Because it’s an external chip, embedded in the fob or case, it doesn’t require a phone to be built with a near-field communication antennae, required for use of other competitors in the mobile-wallet space, including Google Wallet and Isis Mobile Wallet.

The pair began working on Loop a year ago. They executed a successful Kickstarter campaign in October, raising nearly $125,000 to start a supply chain for manufacturing the Loop Fobs and a not-quite-ready-yet Loop ChargeCase. (It also pulled in $10 million in venture-capital funding to make sure that wouldn’t be a problem.) The fob is available for sale now at $39, which includes a silicone case designed in Italy. The iPhone case (essentially an iPhone charger case with the Loop chip embedded in the corner), is on pre-order, and costs $99. Additional chip-enabled accessories are planned to be manufactured and sold in the near future, and are the company’s primary line of revenue; the app is free.

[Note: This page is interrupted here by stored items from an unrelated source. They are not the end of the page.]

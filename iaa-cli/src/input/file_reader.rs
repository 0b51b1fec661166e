//! File reading utilities

use super::Encoding;
use crate::error::CliError;
use anyhow::{Context, Result};
use std::fs;
use std::io::ErrorKind;
use std::path::Path;

/// Reads annotation files in a configured encoding
pub struct FileReader;

impl FileReader {
    /// Read a file and decode it as text
    pub fn read_text(path: &Path, encoding: Encoding) -> Result<String> {
        let bytes = fs::read(path).map_err(|e| match e.kind() {
            ErrorKind::NotFound => anyhow::Error::new(CliError::FileNotFound(
                path.display().to_string(),
            )),
            _ => anyhow::Error::new(e)
                .context(format!("Failed to read file: {}", path.display())),
        })?;

        log::debug!("read {} bytes from {}", bytes.len(), path.display());

        let text = encoding
            .decode(&bytes)
            .with_context(|| format!("Failed to decode {} as {encoding}", path.display()))?;

        Ok(text)
    }
}
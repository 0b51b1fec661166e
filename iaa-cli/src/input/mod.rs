//! Input handling module

pub mod encoding;
pub mod file_reader;

pub use encoding::Encoding;
pub use file_reader::FileReader;
//! Opening and closing bracket literals

use crate::error::{Error, Result};
use serde::{Deserialize, Serialize};

/// Default marker literals
pub mod defaults {
    /// Default opening marker
    pub const OPENING: &str = "[";

    /// Default closing marker
    pub const CLOSING: &str = "]";
}

/// The pair of literals delimiting a markable.
///
/// Markers may be longer than one character. When both literals are the
/// same string, each occurrence toggles between opening and closing.
#[derive(Debug, Clone, PartialEq, Eq, Serialize, Deserialize)]
#[serde(try_from = "MarkersData")]
pub struct Markers {
    opening: String,
    closing: String,
}

#[derive(Deserialize)]
struct MarkersData {
    opening: String,
    closing: String,
}

impl TryFrom<MarkersData> for Markers {
    type Error = Error;

    fn try_from(data: MarkersData) -> Result<Self> {
        Markers::new(data.opening, data.closing)
    }
}

impl Default for Markers {
    fn default() -> Self {
        Self {
            opening: defaults::OPENING.to_string(),
            closing: defaults::CLOSING.to_string(),
        }
    }
}

impl Markers {
    /// Create markers from two literals.
    ///
    /// Literals must be non-empty and must not contain whitespace, since
    /// whitespace is the token delimiter.
    pub fn new(opening: impl Into<String>, closing: impl Into<String>) -> Result<Self> {
        let markers = Self {
            opening: opening.into(),
            closing: closing.into(),
        };
        markers.validate()?;
        Ok(markers)
    }

    /// Opening literal
    pub fn opening(&self) -> &str {
        &self.opening
    }

    /// Closing literal
    pub fn closing(&self) -> &str {
        &self.closing
    }

    pub(crate) fn validate(&self) -> Result<()> {
        for (name, literal) in [("opening", &self.opening), ("closing", &self.closing)] {
            if literal.is_empty() {
                return Err(Error::InvalidMarkers(format!("{name} marker is empty")));
            }
            if literal.chars().any(char::is_whitespace) {
                return Err(Error::InvalidMarkers(format!(
                    "{name} marker '{literal}' contains whitespace"
                )));
            }
        }
        Ok(())
    }
}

Perhaps Loop’s flashiest competitor of the moment is Coin–and the battle is clearly on. Loop got a blind-item dig on its San Francisco-based rival into an explainer video. “Unlike fragile programmable cards. . . prone to breaking. . . holding only up to eight cards,” a voice-over says, while a slightly blurred-out card is flexed.

Loop has the ability to store hundreds of different cards–and it’s not limited to credit cards. Identifications with magnetic strips, library cards, gift cards, and rewards cards all can be stored.

That doesn’t mean Loop will always work. Gas pumps with credit-card readers built in generally won’t accept the Loop’s pulses. And it’s not advisable to try to use it at ATMs, which usually require not only a swipe, but also the physical ping of a card hitting the end of a swipe. Distance may be an issue, too, for some machines–a Loop chip needs to be within about four inches of the magnetic-strip reader to transmit the necessary data.

It also doesn’t mean it’s not going to freak out the occasional retail clerk.

When Jennifer Ni, Loop’s vice president of marketing, showed me the Loop, which she’s been using for weeks at various merchants, she shared a strategy for using it that involves a little fib about the fob.

“I tell them I’m using an American Express card. And then I say, ‘Let me know when you’re ready for me to swipe the card,'” she says. Once the seller consents to the “swipe” she taps her fob to the credit-card reader instead of swiping. She says the strategy works most of the time.

“Our goal is to simplify commerce for everyone,” Graylin says.

There may be some adoption pains, but the technology behind Loop could be formative in the next wave of payments, so it’s certainly a company to watch in its space.